Combien de Français utilisent-ils ses services ? « Plus de 12 millions chaque mois », indiquait en 2017 l’entreprise qui, aujourd’hui, ne souhaite plus donner de chiffres. « Ce qu’on peut dire, c’est que, le mois dernier, nous avons eu 35 millions de visites », précise Arthur Thirion. Un chiffre très élevé qui suscite des interrogations. « Il y a dix ans, 90 % des généralistes recevaient des patients sans rendez-vous. Aujourd’hui, nous ne sommes plus qu’une minorité à accepter des patients en consultation libre. Et cette évolution est liée en bonne partie à Doctolib qui a largement systématisé la médecine sur rendez-vous », indique Bertrand Legrand, généraliste à Tourcoing et fondateur de l’application Vitodoc, qui permet aux patients de consulter sur des plages horaires libres.
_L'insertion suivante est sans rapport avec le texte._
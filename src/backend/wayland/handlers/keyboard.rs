// Bridges Wayland key events into our `InputState`.
use log::debug;
use smithay_client_toolkit::seat::keyboard::{
    KeyEvent, KeyboardHandler, Keysym, Modifiers, RawModifiers,
};
use wayland_client::{
    Connection, QueueHandle,
    protocol::{wl_keyboard, wl_surface},
};

use crate::input::Key;

use super::super::state::WaylandState;

impl KeyboardHandler for WaylandState {
    fn enter(
        &mut self,
        _conn: &Connection,
        _qh: &QueueHandle<Self>,
        _keyboard: &wl_keyboard::WlKeyboard,
        _surface: &wl_surface::WlSurface,
        _serial: u32,
        _raw: &[u32],
        _keysyms: &[Keysym],
    ) {
        debug!("Keyboard focus entered");
    }

    fn leave(
        &mut self,
        _conn: &Connection,
        _qh: &QueueHandle<Self>,
        _keyboard: &wl_keyboard::WlKeyboard,
        _surface: &wl_surface::WlSurface,
        _serial: u32,
    ) {
        debug!("Keyboard focus left");
        // Releases happen elsewhere while unfocused
        self.input_state.modifiers = Default::default();
    }

    fn press_key(
        &mut self,
        _conn: &Connection,
        _qh: &QueueHandle<Self>,
        _keyboard: &wl_keyboard::WlKeyboard,
        _serial: u32,
        event: KeyEvent,
    ) {
        let key = keysym_to_key(event.keysym);
        debug!("Key pressed: {:?}", key);
        self.input_state.on_key_press(key);
    }

    fn release_key(
        &mut self,
        _conn: &Connection,
        _qh: &QueueHandle<Self>,
        _keyboard: &wl_keyboard::WlKeyboard,
        _serial: u32,
        event: KeyEvent,
    ) {
        let key = keysym_to_key(event.keysym);
        debug!("Key released: {:?}", key);
        self.input_state.on_key_release(key);
    }

    fn update_modifiers(
        &mut self,
        _conn: &Connection,
        _qh: &QueueHandle<Self>,
        _keyboard: &wl_keyboard::WlKeyboard,
        _serial: u32,
        modifiers: Modifiers,
        _layout: RawModifiers,
        _group: u32,
    ) {
        debug!(
            "Modifiers: ctrl={} alt={} shift={}",
            modifiers.ctrl, modifiers.alt, modifiers.shift
        );
        // The compositor's view wins over tracked key presses
        let state = &mut self.input_state.modifiers;
        state.ctrl = modifiers.ctrl;
        state.alt = modifiers.alt;
        state.shift = modifiers.shift;
    }

    fn repeat_key(
        &mut self,
        _conn: &Connection,
        _qh: &QueueHandle<Self>,
        _keyboard: &wl_keyboard::WlKeyboard,
        _serial: u32,
        event: KeyEvent,
    ) {
        let key = keysym_to_key(event.keysym);
        debug!("Key repeated: {:?}", key);
        self.input_state.on_key_press(key);
    }
}

fn keysym_to_key(keysym: Keysym) -> Key {
    match keysym {
        Keysym::Escape => Key::Escape,
        Keysym::Return | Keysym::KP_Enter => Key::Return,
        Keysym::BackSpace => Key::Backspace,
        Keysym::Delete => Key::Delete,
        Keysym::Tab => Key::Tab,
        Keysym::space => Key::Space,
        Keysym::Shift_L | Keysym::Shift_R => Key::Shift,
        Keysym::Control_L | Keysym::Control_R => Key::Ctrl,
        Keysym::Alt_L | Keysym::Alt_R => Key::Alt,
        Keysym::KP_Add => Key::Char('+'),
        Keysym::KP_Subtract => Key::Char('-'),
        Keysym::F1 => Key::F1,
        Keysym::F12 => Key::F12,
        _ => {
            let raw = keysym.raw();
            if (0x21..=0x7E).contains(&raw) {
                Key::Char(raw as u8 as char)
            } else {
                Key::Unknown
            }
        }
    }
}
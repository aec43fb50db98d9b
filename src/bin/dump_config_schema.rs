use anyhow::Result;

fn main() -> Result<()> {
    let schema = sketchboard::Config::json_schema();
    println!("{}", serde_json::to_string_pretty(&schema)?);
    Ok(())
}
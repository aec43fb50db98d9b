//! Manages the toplevel window and shared memory buffers for the Wayland backend.

use anyhow::{Context, Result};
use log::info;
use smithay_client_toolkit::{
    shell::xdg::window::Window,
    shm::{Shm, slot::SlotPool},
};

/// Tracks the window, buffer pool, and associated sizing state.
pub struct SurfaceState {
    window: Option<Window>,
    pool: Option<SlotPool>,
    width: u32,
    height: u32,
    configured: bool,
    frame_callback_pending: bool,
}

impl SurfaceState {
    /// Creates a new, unconfigured surface state with a fallback size.
    pub fn new(width: u32, height: u32) -> Self {
        Self {
            window: None,
            pool: None,
            width,
            height,
            configured: false,
            frame_callback_pending: false,
        }
    }

    pub fn set_window(&mut self, window: Window) {
        self.window = Some(window);
    }

    pub fn window(&self) -> Option<&Window> {
        self.window.as_ref()
    }

    /// Updates the surface dimensions, returning `true` if the size changed.
    ///
    /// When the size changes, any existing buffer pool becomes invalid and is dropped.
    pub fn update_dimensions(&mut self, width: u32, height: u32) -> bool {
        let changed = self.width != width || self.height != height;
        self.width = width;
        self.height = height;
        if changed {
            self.pool = None;
        }
        changed
    }

    pub fn width(&self) -> u32 {
        self.width
    }

    pub fn height(&self) -> u32 {
        self.height
    }

    /// Marks the surface as configured by the compositor.
    pub fn set_configured(&mut self, configured: bool) {
        self.configured = configured;
    }

    pub fn is_configured(&self) -> bool {
        self.configured
    }

    pub fn set_frame_callback_pending(&mut self, pending: bool) {
        self.frame_callback_pending = pending;
    }

    pub fn frame_callback_pending(&self) -> bool {
        self.frame_callback_pending
    }

    /// Ensures a shared memory pool of the appropriate size exists.
    pub fn ensure_pool(&mut self, shm: &Shm, buffer_count: usize) -> Result<&mut SlotPool> {
        if self.pool.is_none() {
            let buffer_size = (self.width * self.height * 4) as usize;
            let pool_size = buffer_size * buffer_count;
            info!(
                "Creating new SlotPool ({}x{}, {} bytes, {} buffers)",
                self.width, self.height, pool_size, buffer_count
            );
            let pool = SlotPool::new(pool_size, shm).context("Failed to create slot pool")?;
            self.pool = Some(pool);
        }

        self.pool
            .as_mut()
            .context("Buffer pool not initialized despite previous check")
    }
}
« Son caractère hégémonique pose problème »
Comme lui, certains dénoncent aussi une « ubérisation » de la santé. « Cela encourage le consumérisme médical », estime le docteur Marty. « Doctolib semble plaire aux patients branchés, connectés, modernes, ceux qui commandent leurs chaussures sans les avoir essayées et qui peuvent les renvoyer si elles ne leur plaisent pas », écrit un généraliste qui tient un blog anonyme sur Internet. Mais ces critiques ne troublent guère les utilisateurs du site. « C’est juste simple et efficace. Plus besoin de passer des heures au téléphone pour trouver une place disponible chez un médecin », dit Véronique, une mère de famille parisienne.
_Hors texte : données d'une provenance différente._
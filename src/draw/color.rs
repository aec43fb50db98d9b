//! RGBA color type, hex parsing, and the toolbar palette.

/// Represents an RGBA color with floating-point components.
///
/// All components are in the range 0.0 (minimum) to 1.0 (maximum).
///
/// # Examples
///
/// ```
/// use sketchboard::draw::Color;
/// let red = Color::from_hex("#ff0000").unwrap();
/// assert_eq!(red, sketchboard::draw::color::RED);
/// ```
#[derive(Clone, Copy, Debug, PartialEq)]
pub struct Color {
    /// Red component (0.0 = no red, 1.0 = full red)
    pub r: f64,
    /// Green component (0.0 = no green, 1.0 = full green)
    pub g: f64,
    /// Blue component (0.0 = no blue, 1.0 = full blue)
    pub b: f64,
    /// Alpha/transparency (0.0 = fully transparent, 1.0 = fully opaque)
    pub a: f64,
}

impl Color {
    /// Creates a new color from RGBA components.
    pub const fn new(r: f64, g: f64, b: f64, a: f64) -> Self {
        Self { r, g, b, a }
    }

    /// Creates an opaque color from 8-bit channels.
    pub fn from_rgb8(r: u8, g: u8, b: u8) -> Self {
        Self {
            r: r as f64 / 255.0,
            g: g as f64 / 255.0,
            b: b as f64 / 255.0,
            a: 1.0,
        }
    }

    /// Parses `#rrggbb` or `#rgb` (leading `#` optional).
    pub fn from_hex(hex: &str) -> Option<Self> {
        let digits = hex.trim().trim_start_matches('#');
        if !digits.is_ascii() {
            return None;
        }
        match digits.len() {
            6 => {
                let r = u8::from_str_radix(&digits[0..2], 16).ok()?;
                let g = u8::from_str_radix(&digits[2..4], 16).ok()?;
                let b = u8::from_str_radix(&digits[4..6], 16).ok()?;
                Some(Self::from_rgb8(r, g, b))
            }
            3 => {
                let mut channels = [0u8; 3];
                for (slot, ch) in channels.iter_mut().zip(digits.chars()) {
                    let v = ch.to_digit(16)? as u8;
                    *slot = v * 17;
                }
                Some(Self::from_rgb8(channels[0], channels[1], channels[2]))
            }
            _ => None,
        }
    }

    /// Formats the color as `#rrggbb`, ignoring alpha.
    pub fn to_hex(&self) -> String {
        let to_byte = |c: f64| (c.clamp(0.0, 1.0) * 255.0).round() as u8;
        format!(
            "#{:02x}{:02x}{:02x}",
            to_byte(self.r),
            to_byte(self.g),
            to_byte(self.b)
        )
    }
}

// ============================================================================
// Predefined Color Constants
// ============================================================================

/// Predefined red color (#ff0000)
pub const RED: Color = Color::new(1.0, 0.0, 0.0, 1.0);

/// Predefined green color (#00aa00)
pub const GREEN: Color = Color::new(0.0, 170.0 / 255.0, 0.0, 1.0);

/// Predefined blue color (#0000ff)
pub const BLUE: Color = Color::new(0.0, 0.0, 1.0, 1.0);

/// Predefined gold/yellow color (#ffd700)
pub const YELLOW: Color = Color::new(1.0, 215.0 / 255.0, 0.0, 1.0);

/// Predefined orange color (#ffa500)
pub const ORANGE: Color = Color::new(1.0, 165.0 / 255.0, 0.0, 1.0);

/// Predefined purple color (#800080)
pub const PURPLE: Color = Color::new(128.0 / 255.0, 0.0, 128.0 / 255.0, 1.0);

/// Predefined pink color (#ffc0cb)
pub const PINK: Color = Color::new(1.0, 192.0 / 255.0, 203.0 / 255.0, 1.0);

/// Predefined white color, the default canvas background
pub const WHITE: Color = Color::new(1.0, 1.0, 1.0, 1.0);

/// Predefined black color, also the default contrast outline
pub const BLACK: Color = Color::new(0.0, 0.0, 0.0, 1.0);

/// Quick colors offered as toolbar swatches, in display order.
pub const PALETTE: [Color; 8] = [BLACK, RED, BLUE, GREEN, YELLOW, ORANGE, PURPLE, PINK];

#[cfg(test)]
mod tests {
    use super::*;

    #[test]
    fn parses_long_and_short_hex() {
        assert_eq!(Color::from_hex("#000000"), Some(BLACK));
        assert_eq!(Color::from_hex("ffffff"), Some(WHITE));
        assert_eq!(Color::from_hex("#f00"), Some(RED));
        assert_eq!(Color::from_hex("#12345"), None);
        assert_eq!(Color::from_hex("#gg0000"), None);
    }

    #[test]
    fn hex_formatting_matches_input() {
        let color = Color::from_hex("#1a2b3c").unwrap();
        assert_eq!(color.to_hex(), "#1a2b3c");
        assert_eq!(ORANGE.to_hex(), "#ffa500");
    }

    #[test]
    fn palette_matches_quick_color_hex_codes() {
        let hex: Vec<String> = PALETTE.iter().map(Color::to_hex).collect();
        assert_eq!(
            hex,
            [
                "#000000", "#ff0000", "#0000ff", "#00aa00", "#ffd700", "#ffa500", "#800080",
                "#ffc0cb"
            ]
        );
        for color in PALETTE {
            assert_eq!(Color::from_hex(&color.to_hex()), Some(color));
        }
    }
}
Certes, tous les médecins ne sont pas abonnés à Doctolib. « Mais son caractère hégémonique pose problème », assure le docteur Jean-Bernard Rottier, ophtalmogue au Mans. « Imaginez le cas d’un patient qui tape “ophtalmologue Paris” sur Google, ajoute-t-il. Un médecin, qui n’est pas abonné à une plate-forme de rendez-vous n’a aucune chance d’apparaître sur la première page. Donc soit vous êtes à Doctolib, soit vous perdez toute visibilité sur Internet », ajoute ce médecin.
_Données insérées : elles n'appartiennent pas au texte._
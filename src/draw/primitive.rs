//! Retained canvas primitives and their style attributes.

use super::color::Color;
use crate::util::{self, Rect};
use std::fmt;

/// Opaque identifier handed out by a [`CanvasSurface`](super::CanvasSurface).
///
/// Ids are never reused within a surface, so a stale id can only ever miss.
#[derive(Clone, Copy, Debug, PartialEq, Eq, PartialOrd, Ord, Hash)]
pub struct PrimitiveId(pub(crate) u64);

impl fmt::Display for PrimitiveId {
    fn fmt(&self, f: &mut fmt::Formatter<'_>) -> fmt::Result {
        write!(f, "#{}", self.0)
    }
}

/// Geometry family of a primitive.
#[derive(Clone, Copy, Debug, PartialEq, Eq)]
pub enum PrimitiveKind {
    /// Open polyline through every point (two points make a straight segment)
    Line,
    /// Axis-aligned rectangle spanned by two corner points
    Rectangle,
    /// Oval inscribed in the box spanned by two corner points
    Oval,
}

/// Stroke end cap.
#[derive(Clone, Copy, Debug, PartialEq, Eq, Default)]
pub enum LineCap {
    /// Flat end exactly at the endpoint
    #[default]
    Butt,
    /// Rounded end extending half the width past the endpoint
    Round,
}

/// Dash pattern used for live previews of line, rectangle and oval.
pub const PREVIEW_DASH: [f64; 2] = [4.0, 4.0];

/// Visual attributes attached to a primitive at creation time.
#[derive(Clone, Debug, PartialEq)]
pub struct Style {
    /// Stroke color; `None` draws no outline
    pub stroke: Option<Color>,
    /// Interior fill; ignored for [`PrimitiveKind::Line`]
    pub fill: Option<Color>,
    /// Stroke width in pixels
    pub width: f64,
    /// On/off dash lengths, solid when `None`
    pub dash: Option<[f64; 2]>,
    /// End cap for open paths
    pub cap: LineCap,
    /// Draw polylines as a quadratic spline instead of straight segments
    pub smooth: bool,
    /// Apply the sparse cross-hatch mask to the fill
    pub stipple: bool,
}

impl Style {
    /// Plain solid stroke with the given color and width.
    pub fn stroke(color: Color, width: f64) -> Self {
        Self {
            stroke: Some(color),
            fill: None,
            width,
            dash: None,
            cap: LineCap::Butt,
            smooth: false,
            stipple: false,
        }
    }

    /// Returns a copy of this style drawn with the preview dash pattern.
    pub fn dashed(mut self) -> Self {
        self.dash = Some(PREVIEW_DASH);
        self
    }
}

/// A primitive as stored by the retained canvas.
#[derive(Clone, Debug, PartialEq)]
pub struct Primitive {
    pub kind: PrimitiveKind,
    pub points: Vec<(i32, i32)>,
    pub style: Style,
}

impl Primitive {
    /// Returns the axis-aligned bounding box, expanded to cover the stroke width.
    ///
    /// Returns `None` when the primitive has no points.
    pub fn bounding_box(&self) -> Option<Rect> {
        if self.points.is_empty() {
            return None;
        }
        let (mut min_x, mut min_y) = self.points[0];
        let (mut max_x, mut max_y) = self.points[0];
        for &(x, y) in &self.points[1..] {
            min_x = min_x.min(x);
            max_x = max_x.max(x);
            min_y = min_y.min(y);
            max_y = max_y.max(y);
        }

        let padding = util::stroke_padding(self.style.width);
        let (min_x, max_x) = (min_x - padding, max_x + padding);
        let (min_y, max_y) = (min_y - padding, max_y + padding);

        // Degenerate drags still occupy at least one pixel.
        Rect::from_min_max(min_x, min_y, max_x.max(min_x + 1), max_y.max(min_y + 1))
    }
}

#[cfg(test)]
mod tests {
    use super::*;
    use crate::draw::color::BLACK;

    #[test]
    fn bounding_box_covers_stroke_padding() {
        let primitive = Primitive {
            kind: PrimitiveKind::Line,
            points: vec![(10, 20), (30, 40)],
            style: Style::stroke(BLACK, 6.0),
        };

        let rect = primitive.bounding_box().expect("line should have bounds");
        assert_eq!(rect.x, 7);
        assert_eq!(rect.y, 17);
        assert_eq!(rect.width, 26);
        assert_eq!(rect.height, 26);
    }

    #[test]
    fn zero_size_rectangle_still_has_bounds() {
        let primitive = Primitive {
            kind: PrimitiveKind::Rectangle,
            points: vec![(10, 10), (10, 10)],
            style: Style::stroke(BLACK, 1.0),
        };

        let rect = primitive.bounding_box().expect("degenerate shape keeps bounds");
        assert!(rect.width > 0);
        assert!(rect.height > 0);
    }

    #[test]
    fn dashed_only_changes_dash() {
        let solid = Style::stroke(BLACK, 3.0);
        let dashed = solid.clone().dashed();
        assert_eq!(dashed.dash, Some(PREVIEW_DASH));
        assert_eq!(dashed.stroke, solid.stroke);
        assert_eq!(dashed.width, solid.width);
    }
}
Des données inaccessibles à Doctollib
Une autre question est celle de l’avenir des secrétaires médicales. « Elle est là la vraie raison du succès de Doctolib. Les médecins s’abonnent pour diminuer leurs frais de secrétariat. Ce qui est un vrai recul. Car une secrétaire, c’est une personne qui connaît l’histoire des patients et leurs besoins », explique un généraliste qui exerce à Mantes-la-Jolie. Un constat nuancé par le docteur Jean-Paul Ortiz, président de la CSMF, le principal syndicat de médecins libéraux. « Je suis abonné à Doctolib et j’ai gardé ma secrétaire. Le fait de recevoir moins d’appels pour les rendez-vous lui permet de se libérer pour d’autres tâches, notamment l’accueil des patients », explique ce médecin, qui exerce comme néphrologue à Cabestany.
« En fait, l’impact de Doctolib reste difficile à mesurer. Davantage que ces plateformes, ce qui va nous coûter des emplois, c’est le développement des logiciels de reconnaissance vocale, permettant aux médecins de dicter leur compte rendu ou leur courrier sur un logiciel qui met tout par écrit », indique Christine Gavard, responsable pédagogique à l’Association des secrétaires médico-sociales à l’ASMR.